Windows CE supported the Hitachi SuperH-3 and SuperH-4 processors. These were commonly abbreviated SH-3 and SH-4, or just SH3 and SH4, and the architecture series was known as SHx.
I’ll cover the SH-3 processor in this series, with some nods to the SH-4 as they arise. But the only binaries I have available for reverse-engineering are SH-3 binaries, so that’s where my focus will be.
The SH-3 is the next step in the processor series that started with the SH-1 and SH-2. It was succeeded by the SH-4 as well as the offshoots SH-3e and SH-3-DSP. The SH-4 is probably most famous for being the processor behind the Sega Dreamcast.
As with all the processor retrospective series, I’m going to focus on how Windows CE used the processor in user mode, with particular focus on the instructions you will see in compiled code.
The SH-3 is a 32-bit RISC-style (load/store) processor with fixed-length 16-bit instructions. The small instruction size permits higher code density than its contemporaries, with Hitachi claiming a code size reduction of a third to a half compared to processors with 32-bit instructions. The design was apparently so successful that ARM licensed it for their Thumb instruction set.
The SH-3 can operate in either big-endian or little-endian mode. Windows CE uses it in little-endian mode.
The SH-3 has sixteen general-purpose integer registers, each 32 bits wide, and formally named r0 through r15. They are conventionally used as follows:
Register | Meaning | Preserved? |
---|---|---|
r0 | return value | No |
r1 | No | |
r2 | No | |
r3 | No | |
r4 | argument 1 | No |
r5 | argument 2 | No |
r6 | argument 3 | No |
r7 | argument 4 | No |
r8 | Yes | |
r9 | Yes | |
r10 | Yes | |
r11 | Yes | |
r12 | Yes | |
r13 | Yes | |
r14, aka fp | frame pointer | Yes |
r15, aka sp | stack pointer | Yes |
We’ll learn more about the conventions when we study calling conventions.

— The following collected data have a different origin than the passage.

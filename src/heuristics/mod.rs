// src/heuristics/mod.rs

mod rows;

pub use rows::{OrderRowClassifier, ReferenceRowClassifier};

use serde::Deserialize;
use serde::Serialize;

/// A single product line read from an order document.
#[derive(Debug, Clone, PartialEq, Serialize, Deserialize)]
pub struct ProductLine {
    pub code: String,
    pub label: String,
    pub quantity: f64,
}

/// A product code with its units-per-box, read from the reference document.
#[derive(Debug, Clone, PartialEq, Eq, Serialize, Deserialize)]
pub struct UnitReference {
    pub code: String,
    pub units_per_box: u32,
}

/// A row looked like a product line but is too short to read.
#[derive(Debug, Clone, Copy, PartialEq, Eq)]
pub struct RowShape {
    pub expected: usize,
    pub found: usize,
}

/// Decides whether a raw table row is a product line and reads it.
pub trait RowClassifier {
    type Record;

    /// `Ok(None)` for rows that are not product lines (headers, subtotals,
    /// blank rows). `Err` when a row matches but lacks a required cell.
    fn classify(&self, row: &[String]) -> Result<Option<Self::Record>, RowShape>;
}

/// Cell positions used to read order rows.
#[derive(Debug, Clone, Deserialize)]
pub struct OrderLayout {
    #[serde(default = "default_code_column")]
    pub code_column: usize,
    #[serde(default = "default_label_column")]
    pub label_column: usize,
    #[serde(default = "default_quantity_column")]
    pub quantity_column: usize,
    #[serde(default = "default_code_length")]
    pub code_length: usize,
}

/// Cell positions used to read reference rows.
#[derive(Debug, Clone, Deserialize)]
pub struct ReferenceLayout {
    #[serde(default = "default_code_column")]
    pub code_column: usize,
    #[serde(default = "default_units_column")]
    pub units_column: usize,
}

fn default_code_column() -> usize {
    0
}

fn default_label_column() -> usize {
    1
}

fn default_quantity_column() -> usize {
    6
}

fn default_code_length() -> usize {
    6
}

fn default_units_column() -> usize {
    1
}

impl Default for OrderLayout {
    fn default() -> Self {
        Self {
            code_column: default_code_column(),
            label_column: default_label_column(),
            quantity_column: default_quantity_column(),
            code_length: default_code_length(),
        }
    }
}

impl Default for ReferenceLayout {
    fn default() -> Self {
        Self {
            code_column: default_code_column(),
            units_column: default_units_column(),
        }
    }
}
// src/xlsx.rs

//! Minimal SpreadsheetML writer.
//!
//! Writes a single-sheet `.xlsx` package by hand. Cells are either literal
//! strings, literal numbers or formulas; formulas are stored without a
//! cached value and the workbook asks the application to recalculate on
//! load, so the box-count column always reflects the cells it points at.

use crate::error::{Error, Result};
use crate::join::JoinedRow;
use serde::Deserialize;
use std::collections::{BTreeMap, HashMap};
use std::fmt::Write as _;
use std::io::{Cursor, Write};
use tracing::info;
use zip::write::{SimpleFileOptions, ZipWriter};

const CODE_COLUMN: u16 = 0;
const LABEL_COLUMN: u16 = 1;
const QUANTITY_COLUMN: u16 = 2;
const UNITS_COLUMN: u16 = 3;
const BOX_COUNT_COLUMN: u16 = 4;

const MAX_SHEET_NAME_CHARS: usize = 31;

/// Sheet name and column headers of the totals workbook.
#[derive(Debug, Clone, Deserialize)]
pub struct ReportConfig {
    #[serde(default = "default_sheet_name")]
    pub sheet_name: String,
    #[serde(default = "default_file_name")]
    pub file_name: String,
    #[serde(default = "default_code_header")]
    pub code_header: String,
    #[serde(default = "default_label_header")]
    pub label_header: String,
    #[serde(default = "default_quantity_header")]
    pub quantity_header: String,
    #[serde(default = "default_units_header")]
    pub units_header: String,
    #[serde(default = "default_box_count_header")]
    pub box_count_header: String,
}

fn default_sheet_name() -> String {
    "Totaux Produits".to_string()
}

fn default_file_name() -> String {
    "totaux_commandes_boites.xlsx".to_string()
}

fn default_code_header() -> String {
    "Code Article".to_string()
}

fn default_label_header() -> String {
    "Libellé Produit".to_string()
}

fn default_quantity_header() -> String {
    "Quantité Commandée (UC)".to_string()
}

fn default_units_header() -> String {
    "Unités par Boîte".to_string()
}

fn default_box_count_header() -> String {
    "Nombre de Boîtes".to_string()
}

impl Default for ReportConfig {
    fn default() -> Self {
        Self {
            sheet_name: default_sheet_name(),
            file_name: default_file_name(),
            code_header: default_code_header(),
            label_header: default_label_header(),
            quantity_header: default_quantity_header(),
            units_header: default_units_header(),
            box_count_header: default_box_count_header(),
        }
    }
}

/// Write the joined totals as a workbook whose last column divides the
/// quantity cell by the units cell of the same row.
pub fn write_report(rows: &[JoinedRow], config: &ReportConfig) -> Result<Vec<u8>> {
    let mut sheet = Worksheet::new(&config.sheet_name)?;

    let headers = [
        &config.code_header,
        &config.label_header,
        &config.quantity_header,
        &config.units_header,
        &config.box_count_header,
    ];
    for (col, header) in (0u16..).zip(headers) {
        sheet.write_string(0, col, header);
    }

    for (row, item) in (1u32..).zip(rows) {
        sheet.write_string(row, CODE_COLUMN, &item.code);
        sheet.write_string(row, LABEL_COLUMN, &item.label);
        sheet.write_number(row, QUANTITY_COLUMN, item.total_quantity);
        if let Some(units) = item.units_per_box {
            sheet.write_number(row, UNITS_COLUMN, f64::from(units));
        }
        let formula = format!(
            "{}/{}",
            cell_ref(row, QUANTITY_COLUMN),
            cell_ref(row, UNITS_COLUMN)
        );
        sheet.write_formula(row, BOX_COUNT_COLUMN, &formula);
    }

    let bytes = Workbook::new(sheet).save_to_buffer()?;
    info!(rows = rows.len(), bytes = bytes.len(), "Workbook written");
    Ok(bytes)
}

/// Column letters for a 0-based column index: 0 is `A`, 26 is `AA`.
pub fn column_name(col: u16) -> String {
    let mut n = u32::from(col) + 1;
    let mut letters = Vec::new();
    while n > 0 {
        let rem = ((n - 1) % 26) as u8;
        letters.push((b'A' + rem) as char);
        n = (n - 1) / 26;
    }
    letters.iter().rev().collect()
}

/// A1-style reference for a 0-based (row, col).
pub fn cell_ref(row: u32, col: u16) -> String {
    format!("{}{}", column_name(col), row + 1)
}

#[derive(Debug, Clone, PartialEq)]
enum CellValue {
    String(String),
    Number(f64),
    Formula(String),
}

/// One sheet of cells addressed by 0-based (row, col).
#[derive(Debug, Clone)]
pub struct Worksheet {
    name: String,
    cells: BTreeMap<(u32, u16), CellValue>,
}

impl Worksheet {
    pub fn new(name: &str) -> Result<Self> {
        validate_sheet_name(name)?;
        Ok(Self {
            name: name.to_string(),
            cells: BTreeMap::new(),
        })
    }

    pub fn write_string(&mut self, row: u32, col: u16, value: &str) {
        self.cells
            .insert((row, col), CellValue::String(value.to_string()));
    }

    pub fn write_number(&mut self, row: u32, col: u16, value: f64) {
        self.cells.insert((row, col), CellValue::Number(value));
    }

    /// Store a formula such as `C2/D2`; a leading `=` is accepted and dropped.
    pub fn write_formula(&mut self, row: u32, col: u16, formula: &str) {
        let formula = formula.strip_prefix('=').unwrap_or(formula);
        self.cells
            .insert((row, col), CellValue::Formula(formula.to_string()));
    }

    fn dimension(&self) -> String {
        let Some(&(last_row, _)) = self.cells.keys().next_back() else {
            return "A1".to_string();
        };
        let first_row = self.cells.keys().next().map_or(0, |(r, _)| *r);
        let first_col = self.cells.keys().map(|(_, c)| *c).min().unwrap_or(0);
        let last_col = self.cells.keys().map(|(_, c)| *c).max().unwrap_or(0);
        format!(
            "{}:{}",
            cell_ref(first_row, first_col),
            cell_ref(last_row, last_col)
        )
    }

    fn to_xml(&self, strings: &mut SharedStrings) -> String {
        let mut xml = String::from(
            r#"<?xml version="1.0" encoding="UTF-8" standalone="yes"?>
<worksheet xmlns="http://schemas.openxmlformats.org/spreadsheetml/2006/main" xmlns:r="http://schemas.openxmlformats.org/officeDocument/2006/relationships">"#,
        );
        let _ = write!(xml, r#"<dimension ref="{}"/><sheetData>"#, self.dimension());

        let mut open_row: Option<u32> = None;
        for (&(row, col), value) in &self.cells {
            if open_row != Some(row) {
                if open_row.is_some() {
                    xml.push_str("</row>");
                }
                let _ = write!(xml, r#"<row r="{}">"#, row + 1);
                open_row = Some(row);
            }

            let r = cell_ref(row, col);
            let _ = match value {
                CellValue::String(s) => {
                    write!(xml, r#"<c r="{}" t="s"><v>{}</v></c>"#, r, strings.index(s))
                }
                CellValue::Number(n) => write!(xml, r#"<c r="{}"><v>{}</v></c>"#, r, n),
                CellValue::Formula(f) => {
                    write!(xml, r#"<c r="{}"><f>{}</f></c>"#, r, escape_xml(f))
                }
            };
        }
        if open_row.is_some() {
            xml.push_str("</row>");
        }

        xml.push_str("</sheetData></worksheet>");
        xml
    }
}

fn validate_sheet_name(name: &str) -> Result<()> {
    let len = name.chars().count();
    if len == 0 || len > MAX_SHEET_NAME_CHARS {
        return Err(Error::Config(format!(
            "sheet name '{name}' must be 1 to {MAX_SHEET_NAME_CHARS} characters"
        )));
    }
    if let Some(bad) = name.chars().find(|c| "[]:*?/\\".contains(*c)) {
        return Err(Error::Config(format!(
            "sheet name '{name}' contains forbidden character '{bad}'"
        )));
    }
    if name.starts_with('\'') || name.ends_with('\'') {
        return Err(Error::Config(format!(
            "sheet name '{name}' cannot start or end with an apostrophe"
        )));
    }
    Ok(())
}

#[derive(Debug, Default)]
struct SharedStrings {
    strings: Vec<String>,
    lookup: HashMap<String, usize>,
}

impl SharedStrings {
    fn index(&mut self, s: &str) -> usize {
        if let Some(&i) = self.lookup.get(s) {
            return i;
        }
        let i = self.strings.len();
        self.strings.push(s.to_string());
        self.lookup.insert(s.to_string(), i);
        i
    }

    fn to_xml(&self) -> String {
        let mut xml = String::from(r#"<?xml version="1.0" encoding="UTF-8" standalone="yes"?>"#);
        let _ = write!(
            xml,
            r#"<sst xmlns="http://schemas.openxmlformats.org/spreadsheetml/2006/main" count="{0}" uniqueCount="{0}">"#,
            self.strings.len()
        );
        for s in &self.strings {
            let _ = write!(xml, r#"<si><t xml:space="preserve">{}</t></si>"#, escape_xml(s));
        }
        xml.push_str("</sst>");
        xml
    }
}

/// Escape markup characters and drop control characters XML 1.0 cannot hold.
fn escape_xml(s: &str) -> String {
    let mut out = String::with_capacity(s.len());
    for c in s.chars() {
        match c {
            '&' => out.push_str("&amp;"),
            '<' => out.push_str("&lt;"),
            '>' => out.push_str("&gt;"),
            '"' => out.push_str("&quot;"),
            '\'' => out.push_str("&apos;"),
            '\t' | '\n' | '\r' => out.push(c),
            c if c.is_control() => {}
            c => out.push(c),
        }
    }
    out
}

const CONTENT_TYPES: &str = r#"<?xml version="1.0" encoding="UTF-8" standalone="yes"?>
<Types xmlns="http://schemas.openxmlformats.org/package/2006/content-types"><Default Extension="rels" ContentType="application/vnd.openxmlformats-package.relationships+xml"/><Default Extension="xml" ContentType="application/xml"/><Override PartName="/xl/workbook.xml" ContentType="application/vnd.openxmlformats-officedocument.spreadsheetml.sheet.main+xml"/><Override PartName="/xl/worksheets/sheet1.xml" ContentType="application/vnd.openxmlformats-officedocument.spreadsheetml.worksheet+xml"/><Override PartName="/xl/sharedStrings.xml" ContentType="application/vnd.openxmlformats-officedocument.spreadsheetml.sharedStrings+xml"/><Override PartName="/xl/styles.xml" ContentType="application/vnd.openxmlformats-officedocument.spreadsheetml.styles+xml"/></Types>"#;

const ROOT_RELS: &str = r#"<?xml version="1.0" encoding="UTF-8" standalone="yes"?>
<Relationships xmlns="http://schemas.openxmlformats.org/package/2006/relationships"><Relationship Id="rId1" Type="http://schemas.openxmlformats.org/officeDocument/2006/relationships/officeDocument" Target="xl/workbook.xml"/></Relationships>"#;

const WORKBOOK_RELS: &str = r#"<?xml version="1.0" encoding="UTF-8" standalone="yes"?>
<Relationships xmlns="http://schemas.openxmlformats.org/package/2006/relationships"><Relationship Id="rId1" Type="http://schemas.openxmlformats.org/officeDocument/2006/relationships/worksheet" Target="worksheets/sheet1.xml"/><Relationship Id="rId2" Type="http://schemas.openxmlformats.org/officeDocument/2006/relationships/sharedStrings" Target="sharedStrings.xml"/><Relationship Id="rId3" Type="http://schemas.openxmlformats.org/officeDocument/2006/relationships/styles" Target="styles.xml"/></Relationships>"#;

const STYLES: &str = r#"<?xml version="1.0" encoding="UTF-8" standalone="yes"?>
<styleSheet xmlns="http://schemas.openxmlformats.org/spreadsheetml/2006/main"><fonts count="1"><font><sz val="11"/><name val="Calibri"/></font></fonts><fills count="2"><fill><patternFill patternType="none"/></fill><fill><patternFill patternType="gray125"/></fill></fills><borders count="1"><border><left/><right/><top/><bottom/><diagonal/></border></borders><cellStyleXfs count="1"><xf numFmtId="0" fontId="0" fillId="0" borderId="0"/></cellStyleXfs><cellXfs count="1"><xf numFmtId="0" fontId="0" fillId="0" borderId="0" xfId="0"/></cellXfs><cellStyles count="1"><cellStyle name="Normal" xfId="0" builtinId="0"/></cellStyles></styleSheet>"#;

/// A single-sheet workbook package.
pub struct Workbook {
    sheet: Worksheet,
}

impl Workbook {
    pub fn new(sheet: Worksheet) -> Self {
        Self { sheet }
    }

    fn workbook_xml(&self) -> String {
        format!(
            r#"<?xml version="1.0" encoding="UTF-8" standalone="yes"?>
<workbook xmlns="http://schemas.openxmlformats.org/spreadsheetml/2006/main" xmlns:r="http://schemas.openxmlformats.org/officeDocument/2006/relationships"><sheets><sheet name="{}" sheetId="1" r:id="rId1"/></sheets><calcPr calcId="191029" fullCalcOnLoad="1"/></workbook>"#,
            escape_xml(&self.sheet.name)
        )
    }

    /// Serialize the package to `.xlsx` bytes.
    pub fn save_to_buffer(&self) -> Result<Vec<u8>> {
        let mut strings = SharedStrings::default();
        let sheet_xml = self.sheet.to_xml(&mut strings);

        let parts: [(&str, String); 7] = [
            ("[Content_Types].xml", CONTENT_TYPES.to_string()),
            ("_rels/.rels", ROOT_RELS.to_string()),
            ("xl/workbook.xml", self.workbook_xml()),
            ("xl/_rels/workbook.xml.rels", WORKBOOK_RELS.to_string()),
            ("xl/worksheets/sheet1.xml", sheet_xml),
            ("xl/sharedStrings.xml", strings.to_xml()),
            ("xl/styles.xml", STYLES.to_string()),
        ];

        let mut zip = ZipWriter::new(Cursor::new(Vec::new()));
        let options =
            SimpleFileOptions::default().compression_method(zip::CompressionMethod::Deflated);
        for (path, content) in &parts {
            zip.start_file(*path, options)?;
            zip.write_all(content.as_bytes())?;
        }
        Ok(zip.finish()?.into_inner())
    }
}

There are actually two sets (banks) of the first eight registers (r0 through r7). User-mode code uses only bank 0, but kernel mode can choose whether it uses bank 0 or bank 1. (And when it’s using one bank, kernel mode has special instructions available to access the registers from the other bank.)
The SH-3 does not support floating point operations, but the SH-4 does. There are sixteen single-precision floating point registers which are architecturally named fpr0 through fpr15, but which the Microsoft assembler calls fr0 through fr15. They can be paired up to produce eight double-precision floating point registers:
Double-precision register | Single-precision register pair | |
---|---|---|
dr0 | fr0 | fr1 |
dr2 | fr2 | fr3 |
dr4 | fr4 | fr5 |
dr6 | fr6 | fr7 |
dr8 | fr8 | fr9 |
dr10 | fr10 | fr11 |
dr12 | fr12 | fr13 |
dr14 | fr14 | fr15 |
If you try to perform a floating point operation on an SH-3, it will trap, and the kernel will emulate the instruction. As a result, floating point on an SH-3 is very slow.
Windows NT requires that the stack be kept on a 4-byte boundary. I did not observe any red zone.
There are also some special registers:
Register | Meaning | Preserved? | Notes |
---|---|---|---|
pc | program counter | duh | instruction pointer, must be even |
gbr | global base register | No | bonus pointer register |
sr | status register | No | Flags |
mach | multiply and accumulate high | No | For multiply-add operations |
macl | multiply and accumulate low | No | For multiply-add operations |
pr | procedure register | Yes | Return address |
Some calling conventions for the SH-3 say that mach and macl are preserved, or that gbr is reserved, but in Windows CE, they are all scratch.
We’ll take a closer look at the status register later.
The architectural names for data sizes are as follows:
- byte: 8-bit value
- word: 16-bit value
- longword: 32-bit value
- quadword: 64-bit value
Unaligned memory accesses will fault. We’ll look more closely at unaligned memory access later.
The SH-3 has branch delay slots. Ugh, branch delay slots. What’s worse is that some branch instructions have branch delay slots and some don’t. Yikes! We’ll discuss this in more detail when we get to control transfer.
Instructions on the SH-3 are generally written with source on the left and destination on the right. For example,
MOV r1, r2 ; move r1 to r2
The SH-3 can potentially retire two instructions per cycle, although internal resource conflicts may prevent that. For example, an ADD
can execute in parallel with a comparison instruction, but it cannot execute in parallel with a SUB
instruction. In the case of a resource conflict, only one instruction is retired during that cycle.
After an instruction that modifies flags, the new flags are not available for a cycle, and after a load instruction, the result is not available for two cycles. There are other pipeline hazards, but those are the ones you are likely to encounter. If you try to use the results of a prior instruction too soon, the processor will stall. (Don’t forget that the SH-3 is dual-issue, so two cycles can mean up to four instructions.)